Soltani, yapılan çalışmanın sonunda kadınlara yönelik ebelik bakımıyla medikal model arasında fark olmadığını gördüklerini aktararak, şunları paylaştı:

"Ebenin bulunduğu ve doktorun bulunduğu doğumlar arasında düşük kiloda doğan bebekte, yenidoğanlarda yoğun bakıma alınma konusunda fark görmedik. Güvenlik açısından iki model de güvenli çıktı. Bazı insanlar ebe doğumunun güvenliğini sorguluyorlardı. Çalışmalar da gösteriyor ki ikisi arasında güvenlik açısından fark yok. Ebeler doğuma dahil olduğunda yenidoğan ölümü, fetüs ölümü azalmış, erken doğumun sayısı düşmüş. Bölgesel anestezi veya epidural gibi konularda daha az vaka görülmüş. Kadınlar ebeyle yakınlaştıkça daha da rahatlamışlar, anestezi daha az kullanılmış veya kullanılmamış. Sadece ebeler dahil olduğunda 30 dakika daha uzun bir doğum süresi olmuş. Genel çerçeve bakacak olursak bir sürü iyileştirme yapıyorsa ebelerin dahil olması, 30 dakikayı değil tabii ki faydalarını tercih ederiz."

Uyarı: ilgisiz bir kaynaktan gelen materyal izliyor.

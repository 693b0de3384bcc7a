//! Grid module - the fixed-size playfield
//!
//! The grid is a 10x20 matrix of [`Cell`] values stored as a flat row-major
//! array for cache locality and zero allocation.
//! Coordinates: (x, y) where x ranges 0..9 (left to right) and y ranges 0..19.
//! Row 0 is the lock edge, row 19 the spawn edge.

use arrayvec::ArrayVec;

use crate::types::{Cell, BOARD_HEIGHT, BOARD_WIDTH, EMPTY};

/// Total number of cells on the grid
const GRID_SIZE: usize = (BOARD_WIDTH as usize) * (BOARD_HEIGHT as usize);

const WIDTH: usize = BOARD_WIDTH as usize;
const HEIGHT: usize = BOARD_HEIGHT as usize;

/// Indices of complete rows, ascending.
pub type CompletedRows = ArrayVec<u8, HEIGHT>;

/// The game grid - 10 columns x 20 rows using flat array storage
#[derive(Debug, Clone, PartialEq, Eq, Hash)]
pub struct Grid {
    /// Flat array of cells, row-major order (y * WIDTH + x)
    cells: [Cell; GRID_SIZE],
}

impl Grid {
    /// Create a new empty grid
    pub fn new() -> Self {
        Self {
            cells: [EMPTY; GRID_SIZE],
        }
    }

    #[inline(always)]
    fn index(x: i8, y: i8) -> Option<usize> {
        if x < 0 || x >= BOARD_WIDTH as i8 || y < 0 || y >= BOARD_HEIGHT as i8 {
            return None;
        }
        Some((y as usize) * WIDTH + (x as usize))
    }

    pub fn width(&self) -> u8 {
        BOARD_WIDTH
    }

    pub fn height(&self) -> u8 {
        BOARD_HEIGHT
    }

    /// Get cell at position (x, y)
    /// Returns None if out of bounds
    pub fn get(&self, x: i8, y: i8) -> Option<Cell> {
        Self::index(x, y).map(|idx| self.cells[idx])
    }

    /// Set cell at position (x, y)
    /// Returns false if out of bounds
    pub fn set(&mut self, x: i8, y: i8, cell: Cell) -> bool {
        match Self::index(x, y) {
            Some(idx) => {
                self.cells[idx] = cell;
                true
            }
            None => false,
        }
    }

    /// In bounds and empty
    pub fn is_vacant(&self, x: i8, y: i8) -> bool {
        matches!(self.get(x, y), Some(EMPTY))
    }

    /// In bounds and filled
    pub fn is_occupied(&self, x: i8, y: i8) -> bool {
        matches!(self.get(x, y), Some(c) if c != EMPTY)
    }

    pub fn is_out_of_bounds(&self, x: i8, y: i8) -> bool {
        Self::index(x, y).is_none()
    }

    /// Cells of row `y`, or an empty slice when out of range.
    pub fn row(&self, y: usize) -> &[Cell] {
        if y >= HEIGHT {
            return &[];
        }
        &self.cells[y * WIDTH..(y + 1) * WIDTH]
    }

    /// Check if every cell of a row is filled
    pub fn is_row_complete(&self, y: usize) -> bool {
        y < HEIGHT && self.row(y).iter().all(|&cell| cell != EMPTY)
    }

    /// Complete rows scanned from the lock edge outward
    pub fn completed_rows(&self) -> CompletedRows {
        let mut rows = CompletedRows::new();
        for y in 0..HEIGHT {
            if self.is_row_complete(y) {
                rows.push(y as u8);
            }
        }
        rows
    }

    /// Delete row `y`; every row past it moves one index toward the lock
    /// edge and an empty row is appended at the spawn edge.
    ///
    /// Returns false if `y` is out of range.
    pub fn remove_row(&mut self, y: usize) -> bool {
        if y >= HEIGHT {
            return false;
        }

        // copy_within handles the overlapping ranges
        let start = y * WIDTH;
        self.cells.copy_within(start + WIDTH..GRID_SIZE, start);
        self.cells[GRID_SIZE - WIDTH..].fill(EMPTY);

        true
    }

    /// Overwrite a whole row with `cell`.
    pub fn fill_row(&mut self, y: usize, cell: Cell) -> bool {
        if y >= HEIGHT {
            return false;
        }
        self.cells[y * WIDTH..(y + 1) * WIDTH].fill(cell);
        true
    }

    /// Number of filled cells
    pub fn occupied_count(&self) -> usize {
        self.cells.iter().filter(|&&c| c != EMPTY).count()
    }

    pub fn cells(&self) -> &[Cell] {
        &self.cells
    }

    /// Export as a 2D array (row-major, y first).
    pub fn write_u8_grid(&self, out: &mut [[u8; WIDTH]; HEIGHT]) {
        for (y, row) in out.iter_mut().enumerate() {
            row.copy_from_slice(self.row(y));
        }
    }

    /// Clear the entire grid
    pub fn clear(&mut self) {
        self.cells.fill(EMPTY);
    }

    /// Build a grid from textual rows, lock edge first.
    ///
    /// `.` is empty, a digit is that colour id. Rows past the given ones stay
    /// empty. Used by tests and benches.
    pub fn from_rows(rows: &[&str]) -> Self {
        let mut grid = Self::new();
        for (y, line) in rows.iter().enumerate().take(HEIGHT) {
            for (x, ch) in line.chars().enumerate().take(WIDTH) {
                let cell = ch.to_digit(10).map(|d| d as Cell).unwrap_or(EMPTY);
                grid.cells[y * WIDTH + x] = cell;
            }
        }
        grid
    }
}

impl Default for Grid {
    fn default() -> Self {
        Self::new()
    }
}

#[cfg(test)]
mod tests {
    use super::*;

    #[test]
    fn test_grid_index_calculation() {
        assert_eq!(Grid::index(0, 0), Some(0));
        assert_eq!(Grid::index(9, 0), Some(9));
        assert_eq!(Grid::index(0, 1), Some(10));
        assert_eq!(Grid::index(9, 19), Some(199));
        assert_eq!(Grid::index(-1, 0), None);
        assert_eq!(Grid::index(10, 0), None);
        assert_eq!(Grid::index(0, 20), None);
    }

    #[test]
    fn test_remove_row_shifts_toward_lock_edge() {
        let mut grid = Grid::from_rows(&[
            "1111111111",
            "2222222222",
            "3.........",
        ]);

        assert!(grid.remove_row(1));

        assert_eq!(grid.row(0), &[1; 10]);
        assert_eq!(grid.get(0, 1), Some(3));
        assert_eq!(grid.occupied_count(), 11);
        assert!(grid.row(19).iter().all(|&c| c == EMPTY));
    }

    #[test]
    fn test_remove_last_row_leaves_empty_spawn_edge() {
        let mut grid = Grid::new();
        grid.fill_row(19, 4);

        assert!(grid.remove_row(19));
        assert_eq!(grid.occupied_count(), 0);
        assert!(!grid.remove_row(20));
    }

    #[test]
    fn test_completed_rows_ascending() {
        let mut grid = Grid::new();
        grid.fill_row(7, 1);
        grid.fill_row(2, 5);
        grid.set(0, 4, 3);

        let rows = grid.completed_rows();
        assert_eq!(rows.as_slice(), &[2, 7]);
    }

    #[test]
    fn test_write_u8_grid() {
        let mut grid = Grid::new();
        grid.set(3, 5, 6);

        let mut out = [[0u8; WIDTH]; HEIGHT];
        grid.write_u8_grid(&mut out);
        assert_eq!(out[5][3], 6);
        assert_eq!(out.iter().flatten().filter(|&&c| c != 0).count(), 1);
    }
}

- "Gebelerin başrolde olduğu doğal doğumlarla sezaryen oranları düşecek"

Sağlık Bilimleri Fakültesi Dekanı Prof. Dr. Erdoğan Kunter, programın gelecek yıllarda dünyanın birçok bölgesinden gelecek katılımcılarla çok daha büyük bir organizasyon hüviyetine bürünebileceğini söyledi.

İstanbul Medipol Üniversitesi Ebelik Bölümü Başkanı Dr. Öğretim Üyesi Asiye Ayar Kocatürk, gelecekte ebelik mesleğinin hak ettiği yere geleceğine inandığını ifade ederek, gebelerin başrolde olduğu doğal doğumlarla sezaryen oranlarının düşeceğinin altını çizdi.